No primeiro capítulo “A grande sedução” keen faz uma confição, onde diz que
foi um dos pioneiros na corrida do ouro na internet. Por ter o sonho de transformar o
mundo em um lugar mais musical fundou o audiocafe.com um dos primeiros sites de
música digital, ele queria ouvir musicas de Bob Dylan no laptop e ser capaz de baixar
músicas clássicas no telefone celular. O autor diz que passou de crente para cético
quando leu um verbete errado na Wikipédia sobre T.H. Huxley e teve uma epifania
quando fez uma busca sobre ele mesmo no Google. Ele confeçou também que fez parte
do culto do vale do silício (empreendedores que acreditam nos benefícios econômicos e
culturais da tecnologia), mas depois abandonou, em setembro de 2004, quando a nova
versão da internet, a web 2.0 surgiu para democratizar a grande mídia e a grande
empresa. Fazendo com que seu sonho fracassasse, pois ele queria usar a tecnologia para
levar mais cultura às massas, mas “a nova internet tinha a ver com música feita pelo
próprio usuário, publico e autor haviam se tornado uma coisa só, transformando cultura
em cacofonia”.
A nova internet iria democratizar até mesmo os grandes especialistas,
transformando-os em “nobres amadores” que é sobre o que fala o segundo capitulo.

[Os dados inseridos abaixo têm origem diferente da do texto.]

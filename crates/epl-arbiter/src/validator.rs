//! Candidate validation.

use crate::config::ValidationConfig;
use crate::error::ValidationError;
use chrono::{DateTime, Utc};
use epl_core::SignalCandidate;
use rust_decimal::Decimal;

/// Rejects malformed candidates before they reach the dedup pool.
#[derive(Debug, Clone, Default)]
pub struct CandidateValidator {
    config: ValidationConfig,
}

impl CandidateValidator {
    pub fn new(config: ValidationConfig) -> Self {
        Self { config }
    }

    /// Validate against the current wall clock.
    pub fn validate(&self, candidate: &SignalCandidate) -> Result<(), ValidationError> {
        self.validate_at(candidate, Utc::now())
    }

    /// Validate with an explicit `now` (timestamp checks).
    pub fn validate_at(
        &self,
        candidate: &SignalCandidate,
        now: DateTime<Utc>,
    ) -> Result<(), ValidationError> {
        if candidate.id.is_empty() {
            return Err(ValidationError::EmptyId);
        }

        self.validate_symbol(&candidate.symbol)?;

        if candidate.confidence < Decimal::ZERO || candidate.confidence > Decimal::ONE {
            return Err(ValidationError::ConfidenceOutOfRange(candidate.confidence));
        }

        if candidate.quality_score < Decimal::ZERO || candidate.quality_score > Decimal::from(100)
        {
            return Err(ValidationError::QualityOutOfRange(candidate.quality_score));
        }

        if candidate.indicators.iter().any(|name| name.trim().is_empty()) {
            return Err(ValidationError::BlankIndicator);
        }

        // An unrepresentable bound means nothing can lie beyond it
        let latest = now.checked_add_signed(self.config.max_clock_skew());
        if latest.is_some_and(|latest| candidate.created_at > latest) {
            return Err(ValidationError::FutureTimestamp {
                created_at: candidate.created_at,
                max_skew_ms: self.config.max_clock_skew().num_milliseconds(),
            });
        }

        let oldest = now.checked_sub_signed(self.config.max_age());
        if oldest.is_some_and(|oldest| candidate.created_at < oldest) {
            return Err(ValidationError::StaleTimestamp {
                created_at: candidate.created_at,
                max_age_secs: self.config.max_age().num_seconds(),
            });
        }

        Ok(())
    }

    fn validate_symbol(&self, symbol: &str) -> Result<(), ValidationError> {
        if symbol.is_empty() {
            return Err(ValidationError::EmptySymbol);
        }
        if symbol.chars().any(char::is_whitespace) {
            return Err(ValidationError::InvalidSymbol {
                symbol: symbol.to_string(),
                reason: "contains whitespace".to_string(),
            });
        }
        if symbol.chars().count() > self.config.max_symbol_len {
            return Err(ValidationError::InvalidSymbol {
                symbol: symbol.to_string(),
                reason: format!("longer than {} chars", self.config.max_symbol_len),
            });
        }
        Ok(())
    }
}

#[cfg(test)]
mod tests {
    use super::*;
    use chrono::Duration;
    use epl_core::{CandidateId, Direction};
    use rust_decimal_macros::dec;

    fn candidate() -> SignalCandidate {
        SignalCandidate::new("BTCUSDT", Direction::Long, dec!(0.8), dec!(85), ["rsi", "macd"])
    }

    #[test]
    fn test_valid_candidate_passes() {
        let validator = CandidateValidator::default();
        assert!(validator.validate(&candidate()).is_ok());
    }

    #[test]
    fn test_bounds_are_inclusive() {
        let validator = CandidateValidator::default();
        let mut c = candidate();
        c.confidence = dec!(1);
        c.quality_score = dec!(0);
        assert!(validator.validate(&c).is_ok());
    }

    #[test]
    fn test_confidence_out_of_range() {
        let validator = CandidateValidator::default();
        let mut c = candidate();
        c.confidence = dec!(1.01);
        assert_eq!(
            validator.validate(&c),
            Err(ValidationError::ConfidenceOutOfRange(dec!(1.01)))
        );
    }

    #[test]
    fn test_quality_out_of_range() {
        let validator = CandidateValidator::default();
        let mut c = candidate();
        c.quality_score = dec!(-1);
        let err = validator.validate(&c).unwrap_err();
        assert_eq!(err.field(), "quality_score");
    }

    #[test]
    fn test_symbol_rules() {
        let validator = CandidateValidator::default();

        let mut c = candidate();
        c.symbol = String::new();
        assert_eq!(validator.validate(&c), Err(ValidationError::EmptySymbol));

        c.symbol = "BTC USDT".to_string();
        assert_eq!(validator.validate(&c).unwrap_err().field(), "symbol");

        c.symbol = "X".repeat(33);
        assert!(validator.validate(&c).is_err());
    }

    #[test]
    fn test_empty_id_rejected() {
        let validator = CandidateValidator::default();
        let c = candidate().with_id(CandidateId::from_string(""));
        assert_eq!(validator.validate(&c), Err(ValidationError::EmptyId));
    }

    #[test]
    fn test_blank_indicator_rejected() {
        let validator = CandidateValidator::default();
        let mut c = candidate();
        c.indicators.insert("  ".to_string());
        assert_eq!(validator.validate(&c), Err(ValidationError::BlankIndicator));
    }

    #[test]
    fn test_future_timestamp_rejected() {
        let validator = CandidateValidator::default();
        let now = Utc::now();
        let c = candidate().with_created_at(now + Duration::seconds(60));
        let err = validator.validate_at(&c, now).unwrap_err();
        assert_eq!(err.field(), "created_at");

        // Within skew is fine
        let c = candidate().with_created_at(now + Duration::seconds(2));
        assert!(validator.validate_at(&c, now).is_ok());
    }

    #[test]
    fn test_stale_timestamp_rejected() {
        let validator = CandidateValidator::default();
        let now = Utc::now();

        let c = candidate().with_created_at(now - Duration::hours(25));
        let err = validator.validate_at(&c, now).unwrap_err();
        assert!(matches!(err, ValidationError::StaleTimestamp { .. }));
        assert_eq!(err.field(), "created_at");

        let c = candidate().with_created_at(now - Duration::hours(23));
        assert!(validator.validate_at(&c, now).is_ok());
    }

    #[test]
    fn test_extreme_timestamps_rejected_without_overflow() {
        let validator = CandidateValidator::new(ValidationConfig {
            max_clock_skew_ms: i64::MAX,
            max_age_secs: u64::MAX,
            ..Default::default()
        });
        let now = Utc::now();

        let c = candidate().with_created_at(DateTime::<Utc>::MIN_UTC);
        assert!(matches!(
            validator.validate_at(&c, now),
            Err(ValidationError::StaleTimestamp { .. })
        ));

        let c = candidate().with_created_at(DateTime::<Utc>::MAX_UTC);
        assert!(matches!(
            validator.validate_at(&c, now),
            Err(ValidationError::FutureTimestamp { .. })
        ));

        // Bounds themselves unrepresentable
        let c = candidate().with_created_at(DateTime::<Utc>::MIN_UTC);
        assert!(validator.validate_at(&c, DateTime::<Utc>::MAX_UTC).is_err());
        assert!(validator.validate_at(&c, DateTime::<Utc>::MIN_UTC).is_ok());
    }
}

Para ele as conseqüências desse culto ao amadorismo são muito graves. Quando
blogueiros e autores de vídeos anônimos, sem qualquer padrão profissional ou filtro
editorial, podem manipular a opinião pública, a verdade torna-se uma mercadoria a ser
comprada, vendida e reinventada. É sobre isso que Keen fala no terceiro capitulo, sobre
as verdades e mentiras desse mundo cibernético, segundo ele, blogs e sites como o
myspace e Wikipédia são um terreno para a prática de diversos crimes. No caso da
Wikipédia acredita-se que por ser uma “enciclopédia livre”, na qual qualquer um
internauta possa editar seu conteúdo, seus verbetes, não tenha exatidão na veracidade.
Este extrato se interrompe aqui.